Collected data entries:

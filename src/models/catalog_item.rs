use chrono::{DateTime, Utc};
use serde::{Deserialize, Serialize};
use std::collections::BTreeSet;
use std::fmt::Display;

/// Stable identifier for a catalog item (e.g. a Plex rating key)
#[derive(Debug, Clone, PartialEq, Eq, Hash, PartialOrd, Ord, Serialize, Deserialize)]
#[serde(transparent)]
pub struct ItemId(pub String);

impl ItemId {
    pub fn new(id: impl Into<String>) -> Self {
        Self(id.into())
    }

    pub fn as_str(&self) -> &str {
        &self.0
    }
}

impl Display for ItemId {
    fn fmt(&self, f: &mut std::fmt::Formatter<'_>) -> std::fmt::Result {
        write!(f, "{}", self.0)
    }
}

impl From<&str> for ItemId {
    fn from(id: &str) -> Self {
        Self(id.to_string())
    }
}

/// Type of content
#[derive(Debug, Clone, Copy, Serialize, Deserialize, PartialEq, Eq, Hash)]
#[serde(rename_all = "lowercase")]
pub enum ContentType {
    Movie,
    Show,
}

/// Trims and lowercases a genre or tag for comparison
pub fn normalize_tag(value: &str) -> String {
    value.trim().to_lowercase()
}

/// One movie or show in the candidate catalog
///
/// Items are treated as immutable values: every `with_*` method consumes the
/// item and returns an updated copy, so a pipeline stage never mutates an item
/// another stage still holds.
#[derive(Debug, Clone, Serialize, Deserialize, PartialEq)]
pub struct CatalogItem {
    pub id: ItemId,
    pub title: String,
    #[serde(rename = "type")]
    pub content_type: ContentType,
    #[serde(default)]
    pub year: Option<i32>,
    #[serde(default)]
    pub genres: BTreeSet<String>,
    #[serde(default)]
    pub directors: BTreeSet<String>,
    #[serde(default)]
    pub cast: BTreeSet<String>,
    /// Runtime in minutes, 0 when unknown
    #[serde(default)]
    pub duration_minutes: u32,
    /// How many times the user has already watched this item
    #[serde(default)]
    pub view_count: u32,
    #[serde(default)]
    pub summary: String,
    #[serde(default)]
    pub poster_url: Option<String>,
    /// Franchise or series the item belongs to (episodes, sequels)
    #[serde(default)]
    pub series_title: Option<String>,
    #[serde(default)]
    pub last_recommended_at: Option<DateTime<Utc>>,
    /// Distribution services carrying the item (e.g. "Plex", "Netflix")
    #[serde(default)]
    pub platforms: BTreeSet<String>,
}

impl CatalogItem {
    /// Creates an item with no metadata beyond its identity
    pub fn new(id: impl Into<String>, title: impl Into<String>, content_type: ContentType) -> Self {
        Self {
            id: ItemId::new(id),
            title: title.into(),
            content_type,
            year: None,
            genres: BTreeSet::new(),
            directors: BTreeSet::new(),
            cast: BTreeSet::new(),
            duration_minutes: 0,
            view_count: 0,
            summary: String::new(),
            poster_url: None,
            series_title: None,
            last_recommended_at: None,
            platforms: BTreeSet::new(),
        }
    }

    pub fn movie(id: impl Into<String>, title: impl Into<String>) -> Self {
        Self::new(id, title, ContentType::Movie)
    }

    pub fn show(id: impl Into<String>, title: impl Into<String>) -> Self {
        Self::new(id, title, ContentType::Show)
    }

    pub fn with_genres<I, S>(mut self, genres: I) -> Self
    where
        I: IntoIterator<Item = S>,
        S: AsRef<str>,
    {
        self.genres = genres.into_iter().map(|g| normalize_tag(g.as_ref())).collect();
        self
    }

    pub fn with_directors<I, S>(mut self, directors: I) -> Self
    where
        I: IntoIterator<Item = S>,
        S: Into<String>,
    {
        self.directors = directors.into_iter().map(Into::into).collect();
        self
    }

    pub fn with_cast<I, S>(mut self, cast: I) -> Self
    where
        I: IntoIterator<Item = S>,
        S: Into<String>,
    {
        self.cast = cast.into_iter().map(Into::into).collect();
        self
    }

    pub fn with_duration(mut self, minutes: u32) -> Self {
        self.duration_minutes = minutes;
        self
    }

    pub fn with_view_count(mut self, view_count: u32) -> Self {
        self.view_count = view_count;
        self
    }

    pub fn with_summary(mut self, summary: impl Into<String>) -> Self {
        self.summary = summary.into();
        self
    }

    pub fn with_series_title(mut self, series_title: impl Into<String>) -> Self {
        self.series_title = Some(series_title.into());
        self
    }

    pub fn with_year(mut self, year: i32) -> Self {
        self.year = Some(year);
        self
    }

    pub fn with_platforms<I, S>(mut self, platforms: I) -> Self
    where
        I: IntoIterator<Item = S>,
        S: Into<String>,
    {
        self.platforms = platforms.into_iter().map(Into::into).collect();
        self
    }

    pub fn with_last_recommended_at(mut self, at: Option<DateTime<Utc>>) -> Self {
        self.last_recommended_at = at;
        self
    }

    pub fn is_movie(&self) -> bool {
        self.content_type == ContentType::Movie
    }

    pub fn is_show(&self) -> bool {
        self.content_type == ContentType::Show
    }

    /// Grouping key for franchise/series deduplication
    ///
    /// Uses the series title when present, otherwise the item's own title,
    /// lowercased.
    pub fn series_key(&self) -> String {
        self.series_title
            .as_deref()
            .unwrap_or(&self.title)
            .to_lowercase()
    }

    /// Item genres trimmed and lowercased, regardless of how they were loaded
    pub fn normalized_genres(&self) -> BTreeSet<String> {
        self.genres.iter().map(|g| normalize_tag(g)).collect()
    }
}

#[cfg(test)]
mod tests {
    use super::*;

    #[test]
    fn test_item_id_display() {
        let id = ItemId::new("plex-4821");
        assert_eq!(format!("{}", id), "plex-4821");
    }

    #[test]
    fn test_item_id_serde_transparent() {
        let id = ItemId::new("42");
        let json = serde_json::to_string(&id).unwrap();
        assert_eq!(json, r#""42""#);
    }

    #[test]
    fn test_with_genres_normalizes() {
        let item = CatalogItem::movie("1", "Paddington 2").with_genres([" Comedy", "FAMILY "]);
        assert!(item.genres.contains("comedy"));
        assert!(item.genres.contains("family"));
    }

    #[test]
    fn test_series_key_prefers_series_title() {
        let episode = CatalogItem::show("e1", "Pilot").with_series_title("The Bear");
        assert_eq!(episode.series_key(), "the bear");

        let standalone = CatalogItem::movie("m1", "Heat");
        assert_eq!(standalone.series_key(), "heat");
    }

    #[test]
    fn test_with_last_recommended_at_leaves_original_untouched() {
        let original = CatalogItem::movie("1", "Heat");
        let stamped = original.clone().with_last_recommended_at(Some(Utc::now()));
        assert!(original.last_recommended_at.is_none());
        assert!(stamped.last_recommended_at.is_some());
    }

    #[test]
    fn test_content_type_serialization() {
        let item = CatalogItem::show("7", "Severance");
        let json = serde_json::to_value(&item).unwrap();
        assert_eq!(json["type"], "show");
        assert_eq!(json["id"], "7");
    }

    #[test]
    fn test_deserialize_with_defaults() {
        let item: CatalogItem =
            serde_json::from_str(r#"{"id":"9","title":"Alien","type":"movie"}"#).unwrap();
        assert_eq!(item.duration_minutes, 0);
        assert_eq!(item.view_count, 0);
        assert!(item.summary.is_empty());
        assert!(item.series_title.is_none());
    }
}
use serde::{Deserialize, Serialize};

use super::CatalogItem;

/// A catalog item paired with its desirability score
#[derive(Debug, Clone, Serialize, PartialEq)]
pub struct ScoredItem {
    pub item: CatalogItem,
    pub score: i32,
    /// Set when the item violates the strict format preference. A
    /// disqualified item never reaches the output regardless of score.
    pub disqualified: bool,
}

/// Final output of one pipeline run
#[derive(Debug, Clone, Serialize, Deserialize, PartialEq)]
#[serde(tag = "mode", rename_all = "snake_case")]
pub enum Recommendations {
    /// Flat ranked list, at most 3 items
    Normal { items: Vec<CatalogItem> },
    /// Open-ended sessions: up to 3 franchise-distinct movies and 3
    /// series-distinct shows
    Binge {
        movies: Vec<CatalogItem>,
        shows: Vec<CatalogItem>,
    },
}

impl Recommendations {
    /// All recommended items, movies before shows in binge mode
    pub fn items(&self) -> Vec<&CatalogItem> {
        match self {
            Recommendations::Normal { items } => items.iter().collect(),
            Recommendations::Binge { movies, shows } => movies.iter().chain(shows.iter()).collect(),
        }
    }

    pub fn len(&self) -> usize {
        match self {
            Recommendations::Normal { items } => items.len(),
            Recommendations::Binge { movies, shows } => movies.len() + shows.len(),
        }
    }

    pub fn is_empty(&self) -> bool {
        self.len() == 0
    }

    /// Applies `f` to every item, keeping the output shape
    pub fn map_items<F>(self, mut f: F) -> Self
    where
        F: FnMut(CatalogItem) -> CatalogItem,
    {
        match self {
            Recommendations::Normal { items } => Recommendations::Normal {
                items: items.into_iter().map(&mut f).collect(),
            },
            Recommendations::Binge { movies, shows } => Recommendations::Binge {
                movies: movies.into_iter().map(&mut f).collect(),
                shows: shows.into_iter().map(&mut f).collect(),
            },
        }
    }
}

#[cfg(test)]
mod tests {
    use super::*;

    #[test]
    fn test_normal_serialization() {
        let recs = Recommendations::Normal {
            items: vec![CatalogItem::movie("1", "Heat")],
        };
        let json = serde_json::to_value(&recs).unwrap();
        assert_eq!(json["mode"], "normal");
        assert_eq!(json["items"][0]["title"], "Heat");
    }

    #[test]
    fn test_binge_items_flatten_movies_first() {
        let recs = Recommendations::Binge {
            movies: vec![CatalogItem::movie("m", "Heat")],
            shows: vec![CatalogItem::show("s", "Severance")],
        };
        let titles: Vec<&str> = recs.items().iter().map(|i| i.title.as_str()).collect();
        assert_eq!(titles, vec!["Heat", "Severance"]);
        assert_eq!(recs.len(), 2);

        let json = serde_json::to_value(&recs).unwrap();
        assert_eq!(json["mode"], "binge");
        assert_eq!(json["shows"][0]["type"], "show");
    }
}
use std::sync::Arc;

use tokio::sync::RwLock;

use crate::models::{CatalogItem, FeedbackRecord};
use crate::services::{merge_catalogs, MoodTaxonomy};

/// Shared application state
#[derive(Clone)]
pub struct AppState {
    pub inner: Arc<RwLock<AppStateInner>>,
    /// Built once at startup, never mutated
    pub taxonomy: Arc<MoodTaxonomy>,
}

/// Inner state that can be modified
pub struct AppStateInner {
    pub catalog: Vec<CatalogItem>,
    pub feedback: Vec<FeedbackRecord>,
}

impl Default for AppState {
    fn default() -> Self {
        Self::new()
    }
}

impl AppState {
    /// Creates a new empty application state
    pub fn new() -> Self {
        Self::with_catalog(Vec::new())
    }

    /// Creates state seeded with a catalog
    pub fn with_catalog(catalog: Vec<CatalogItem>) -> Self {
        Self {
            inner: Arc::new(RwLock::new(AppStateInner {
                catalog: merge_catalogs([catalog]),
                feedback: Vec::new(),
            })),
            taxonomy: Arc::new(MoodTaxonomy::standard()),
        }
    }
}

impl AppStateInner {
    /// Merges new items into the catalog, returning how many ids were new
    pub fn merge_items(&mut self, items: Vec<CatalogItem>) -> usize {
        let before = self.catalog.len();
        let existing = std::mem::take(&mut self.catalog);
        self.catalog = merge_catalogs([existing, items]);
        self.catalog.len() - before
    }

    /// Writes recommendation stamps back into the catalog
    pub fn record_recommended<'a, I>(&mut self, items: I)
    where
        I: IntoIterator<Item = &'a CatalogItem>,
    {
        for recommended in items {
            if let Some(entry) = self.catalog.iter_mut().find(|c| c.id == recommended.id) {
                entry.last_recommended_at = recommended.last_recommended_at;
            }
        }
    }
}
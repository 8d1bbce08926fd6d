//! Mood-aware movie and show recommendations.
//!
//! The [`services::Recommender`] pipeline pre-filters a catalog against the
//! session's hard constraints, scores every candidate, ranks and diversifies
//! by series/franchise, and stamps the picks. The [`api`] module exposes it
//! over HTTP with an in-memory catalog and feedback log.

pub mod api;
pub mod config;
pub mod error;
pub mod models;
pub mod services;
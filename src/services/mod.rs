pub mod catalog;
pub mod history;
pub mod mood;
pub mod prefilter;
pub mod ranking;
pub mod recommendations;
pub mod scoring;

pub use catalog::{merge_catalogs, CatalogProvider, CatalogService, InMemoryCatalog, JsonFileCatalog};
pub use mood::{MoodDefinition, MoodTaxonomy};
pub use recommendations::Recommender;
pub use scoring::{RandomSource, Scorer};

▶ Description of the task
Will you return exactly the lines above from the one with "pub fn movie(id: impl" down to the one with "pub fn with_summary(mut", counting both as part of the range?

▶ Problem solution
    pub fn movie(id: impl Into<String>, title: impl Into<String>) -> Self {
        Self::new(id, title, ContentType::Movie)
    }

    pub fn show(id: impl Into<String>, title: impl Into<String>) -> Self {
        Self::new(id, title, ContentType::Show)
    }

    pub fn with_genres<I, S>(mut self, genres: I) -> Self
    where
        I: IntoIterator<Item = S>,
        S: AsRef<str>,
    {
        self.genres = genres.into_iter().map(|g| normalize_tag(g.as_ref())).collect();
        self
    }

    pub fn with_directors<I, S>(mut self, directors: I) -> Self
    where
        I: IntoIterator<Item = S>,
        S: Into<String>,
    {
        self.directors = directors.into_iter().map(Into::into).collect();
        self
    }

    pub fn with_cast<I, S>(mut self, cast: I) -> Self
    where
        I: IntoIterator<Item = S>,
        S: Into<String>,
    {
        self.cast = cast.into_iter().map(Into::into).collect();
        self
    }

    pub fn with_duration(mut self, minutes: u32) -> Self {
        self.duration_minutes = minutes;
        self
    }

    pub fn with_view_count(mut self, view_count: u32) -> Self {
        self.view_count = view_count;
        self
    }

    pub fn with_summary(mut self, summary: impl Into<String>) -> Self {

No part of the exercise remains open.